It is important to point out that an excessive increase of glutamate concentration in the synaptic cleft may produce neurotoxic effects associated with an over stimulation of the glutamatergic system, a process known as excitotoxicity, leading to cell death. An unbalanced increase or decrease in the glutamatergic system is highly neurotoxic. In fact, a fine tuning of glutamatergic system functioning is essential for proper brain functioning ( Ozawa et al., 1998 and Mattson, 2008). Similar to PEBT, diphenyl diselenide and diphenyl ditelluride click here are able to inhibit [3H]glutamate uptake (Souza et al., 2010). These compounds oxidize sulfhydryl groups

of glutamate transporter proteins, disrupting the glutamatergic system (Moretto et al., 2007).

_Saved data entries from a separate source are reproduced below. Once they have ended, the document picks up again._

use axum::{
    http::StatusCode,
    response::{IntoResponse, Response},
    Json,
};
use serde_json::json;
use thiserror::Error;

use crate::parsing::ParseInputError;

/// Application-level error type.
/// Implements `IntoResponse` so Axum handlers can return `Result<T, AppError>`.
#[derive(Debug, Error)]
pub enum AppError {
    #[error("Validation error: {0}")]
    Validation(String),

    #[error("Unauthorized: {0}")]
    Unauthorized(String),

    #[error("Internal server error: {0}")]
    Internal(#[from] anyhow::Error),
}

impl From<ParseInputError> for AppError {
    fn from(err: ParseInputError) -> Self {
        match &err {
            ParseInputError::Decode(e) => tracing::warn!("Rejected payload: {e}"),
            ParseInputError::Parse(e) => {
                tracing::warn!("Rejected document: {err} ({})", e.detail())
            }
        }
        AppError::Validation(err.to_string())
    }
}

impl IntoResponse for AppError {
    fn into_response(self) -> Response {
        let (status, code, message) = match &self {
            AppError::Validation(msg) => (StatusCode::BAD_REQUEST, "VALIDATION_ERROR", msg.clone()),
            AppError::Unauthorized(msg) => (StatusCode::UNAUTHORIZED, "UNAUTHORIZED", msg.clone()),
            AppError::Internal(e) => {
                tracing::error!("Internal error: {e:?}");
                (
                    StatusCode::INTERNAL_SERVER_ERROR,
                    "INTERNAL_ERROR",
                    "An internal server error occurred".to_string(),
                )
            }
        };

        let body = Json(json!({
            "error": {
                "code": code,
                "message": message
            }
        }));

        (status, body).into_response()
    }
}
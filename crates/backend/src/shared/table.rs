use contracts::shared::table::{CellValue, TableData};
use std::io::Read;

use super::view::{ViewError, ViewResult};

#[derive(Debug, thiserror::Error)]
pub enum CsvError {
    #[error(transparent)]
    Parse(#[from] csv::Error),
    #[error("line {line}: expected at most {expected} fields, found {found}")]
    TooManyFields {
        line: u64,
        expected: usize,
        found: usize,
    },
}

/// Immutable in-memory table loaded from an artifact
#[derive(Debug, Clone, Default, PartialEq)]
pub struct Table {
    columns: Vec<String>,
    rows: Vec<Vec<CellValue>>,
}

impl Table {
    /// Build a table; short rows are padded with `Null`
    pub fn new(columns: Vec<String>, rows: Vec<Vec<CellValue>>) -> Self {
        let width = columns.len();
        let rows = rows
            .into_iter()
            .map(|mut row| {
                row.resize(width, CellValue::Null);
                row
            })
            .collect();
        Self { columns, rows }
    }

    /// Parse CSV with a header row. Rows shorter than the header are padded
    /// with missing values; longer rows are rejected. Cells are typed per
    /// column: a column whose present fields all parse as numbers is numeric,
    /// any other column keeps its fields as text.
    pub fn from_csv<R: Read>(reader: R) -> Result<Self, CsvError> {
        let mut reader = csv::ReaderBuilder::new()
            .has_headers(true)
            .flexible(true)
            .from_reader(reader);

        let columns: Vec<String> = reader
            .headers()?
            .iter()
            .map(|h| h.trim_start_matches('\u{FEFF}').to_string())
            .collect();

        let mut records = Vec::new();
        for record in reader.records() {
            let record = record?;
            if record.len() > columns.len() {
                return Err(CsvError::TooManyFields {
                    line: record.position().map(|p| p.line()).unwrap_or_default(),
                    expected: columns.len(),
                    found: record.len(),
                });
            }
            records.push(record);
        }

        let numeric: Vec<bool> = (0..columns.len())
            .map(|i| {
                records
                    .iter()
                    .filter_map(|record| record.get(i))
                    .filter(|raw| !CellValue::is_missing_field(raw))
                    .all(|raw| raw.trim().parse::<f64>().is_ok())
            })
            .collect();

        let rows = records
            .iter()
            .map(|record| {
                record
                    .iter()
                    .zip(&numeric)
                    .map(|(raw, &is_numeric)| {
                        if is_numeric {
                            CellValue::from_raw(raw)
                        } else {
                            CellValue::from_text(raw)
                        }
                    })
                    .collect()
            })
            .collect();

        Ok(Self::new(columns, rows))
    }

    pub fn columns(&self) -> &[String] {
        &self.columns
    }

    pub fn rows(&self) -> &[Vec<CellValue>] {
        &self.rows
    }

    pub fn len(&self) -> usize {
        self.rows.len()
    }

    pub fn is_empty(&self) -> bool {
        self.rows.is_empty()
    }

    pub fn column_index(&self, column: &str) -> Option<usize> {
        self.columns.iter().position(|c| c == column)
    }

    pub fn has_column(&self, column: &str) -> bool {
        self.column_index(column).is_some()
    }

    /// Index of a column the caller cannot do without
    pub fn require(&self, column: &str) -> ViewResult<usize> {
        self.column_index(column)
            .ok_or_else(|| ViewError::MissingColumn(column.to_string()))
    }

    /// Values of one column, top to bottom
    pub fn column_values(&self, column: &str) -> ViewResult<impl Iterator<Item = &CellValue> + '_> {
        let index = self.require(column)?;
        Ok(self.rows.iter().map(move |row| &row[index]))
    }

    /// First `n` rows
    pub fn head(&self, n: usize) -> Table {
        Self {
            columns: self.columns.clone(),
            rows: self.rows.iter().take(n).cloned().collect(),
        }
    }

    /// Rows at the given indices, in the given order
    pub fn take(&self, indices: &[usize]) -> Table {
        Self {
            columns: self.columns.clone(),
            rows: indices
                .iter()
                .filter_map(|&i| self.rows.get(i).cloned())
                .collect(),
        }
    }

    /// Projection onto the named columns, in the given order
    pub fn select(&self, columns: &[&str]) -> ViewResult<Table> {
        let indices = columns
            .iter()
            .map(|c| self.require(c))
            .collect::<ViewResult<Vec<_>>>()?;

        Ok(Self {
            columns: columns.iter().map(|c| c.to_string()).collect(),
            rows: self
                .rows
                .iter()
                .map(|row| indices.iter().map(|&i| row[i].clone()).collect())
                .collect(),
        })
    }

    pub fn into_data(self) -> TableData {
        TableData {
            columns: self.columns,
            rows: self.rows,
        }
    }
}

#[cfg(test)]
mod tests {
    use super::*;

    const BASELINE_CSV: &str = "StockCode,Description,revenue,avg_price\n\
        85123A,WHITE HANGING HEART,100,5.5\n\
        22423,REGENCY CAKESTAND,50,\n";

    #[test]
    fn test_from_csv_types_cells() {
        let table = Table::from_csv(BASELINE_CSV.as_bytes()).unwrap();

        assert_eq!(table.columns(), &["StockCode", "Description", "revenue", "avg_price"]);
        assert_eq!(table.len(), 2);
        assert_eq!(table.rows()[0][0], CellValue::Text("85123A".to_string()));
        assert_eq!(table.rows()[0][2], CellValue::Integer(100));
        assert_eq!(table.rows()[0][3], CellValue::Number(5.5));
        assert_eq!(table.rows()[1][3], CellValue::Null);
    }

    #[test]
    fn test_from_csv_header_only_is_zero_rows() {
        let table = Table::from_csv("support,confidence,lift\n".as_bytes()).unwrap();
        assert_eq!(table.columns().len(), 3);
        assert!(table.is_empty());
    }

    #[test]
    fn test_from_csv_pads_short_rows() {
        let table = Table::from_csv("Description,revenue,avg_price\nX,100,5\nY,50\n".as_bytes()).unwrap();

        assert_eq!(table.len(), 2);
        assert_eq!(table.rows()[1][1], CellValue::Integer(50));
        assert_eq!(table.rows()[1][2], CellValue::Null);
    }

    #[test]
    fn test_from_csv_long_row_reports_line() {
        let err = Table::from_csv("a,b\n1,2\n3,4,5\n".as_bytes()).unwrap_err();
        assert!(matches!(
            err,
            CsvError::TooManyFields { line: 3, expected: 2, found: 3 }
        ));
    }

    #[test]
    fn test_from_csv_strips_bom_from_header() {
        let table = Table::from_csv("\u{FEFF}Invoice,StockCode\n1,A\n".as_bytes()).unwrap();
        assert_eq!(table.columns(), &["Invoice", "StockCode"]);
    }

    #[test]
    fn test_from_csv_types_by_column() {
        let csv = "StockCode,Quantity,discount_pct\n0123,6,0.1\n85123A,12,N/A\n00042,,0.05\n";
        let table = Table::from_csv(csv.as_bytes()).unwrap();

        assert_eq!(table.rows()[0][0], CellValue::Text("0123".to_string()));
        assert_eq!(table.rows()[2][0], CellValue::Text("00042".to_string()));
        assert_eq!(table.rows()[0][1], CellValue::Integer(6));
        assert_eq!(table.rows()[2][1], CellValue::Null);
        assert_eq!(table.rows()[1][2], CellValue::Null);
        assert_eq!(table.rows()[2][2], CellValue::Number(0.05));
    }

    #[test]
    fn test_select_and_take() {
        let table = Table::from_csv(BASELINE_CSV.as_bytes()).unwrap();

        let projected = table.select(&["revenue", "Description"]).unwrap();
        assert_eq!(projected.columns(), &["revenue", "Description"]);
        assert_eq!(projected.rows()[1][1], CellValue::Text("REGENCY CAKESTAND".to_string()));

        let taken = table.take(&[1, 0, 7]);
        assert_eq!(taken.len(), 2);
        assert_eq!(taken.rows()[0][2], CellValue::Integer(50));

        assert_eq!(
            table.select(&["lift"]),
            Err(ViewError::MissingColumn("lift".to_string()))
        );
    }
}
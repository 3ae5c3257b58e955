pub mod controls;
pub mod guidance;
pub mod render;

pub use controls::{selection_control, threshold_controls, SliderSpec};
pub use guidance::{missing_artifact_notice, unavailable_page};
pub use render::{metric, render_or_notice, render_with_fallback, RenderError, RenderResult};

The redox modulation of glutamate transporter proteins has been demonstrated by using agents that oxidize thiol groups, such as 5,5′-dithio-bis-(2-nitrobenzoic) acid Selleck PF-06463922 (DTNB) and dithiol chelating agents. In fact, DTNB and dithiol chelating agents inhibit the glutamate uptake (Trotti et al., 1996, Trotti et al., 1997 and Nogueira et al., 2001). Moreover, ebselen, another organochalcogen compound, selectively modulates the redox site of the NMDA receptor by oxidizing thiol

groups of the receptor in vitro ( Herin et al., 2001) and the peripheral glutamatergic system ( Meotti et al., 2009). Studies of our research group demonstrated that PEBT inhibited in vitro δ-aminolevulinate dehydratase (ALA-D) activity, a sulfhydryl-containing enzyme, in rat brain homogenate. In this study, dithiothreitol restored δ-ALA-D activity ( Souza et al., 2009). Since the mechanism involved in δ-ALA-D inhibition caused by PEBT is related to

their ability to oxidize sulfhydryl groups, it is possible that PEBT inhibits [3H]glutamate uptake Tryptophan synthase by oxidation of SH– groups of glutamate transporter proteins. The specific high affinity Na+-dependent amino acid transporters contain reactive –SH groups in their structure that are modulated by their redox status ( Trotti et al., 1999). From these results it is possible to hypothesize that PEBT alters the redox modulation of reactive amino acids in glutamate transporter proteins. It is important to highlight that the oxidation of sulfhydryl groups of glutamate transporter proteins was spontaneously recovered since cerebral cortex [3H]glutamate uptake inhibition disappeared after 24 h of administration. In conclusion, the present study established, for the first time, that PEBT administration to mice caused cognitive enhancement in the three evaluated memory phases (acquisition, consolidation and retrieval) in the step-down inhibitory avoidance task.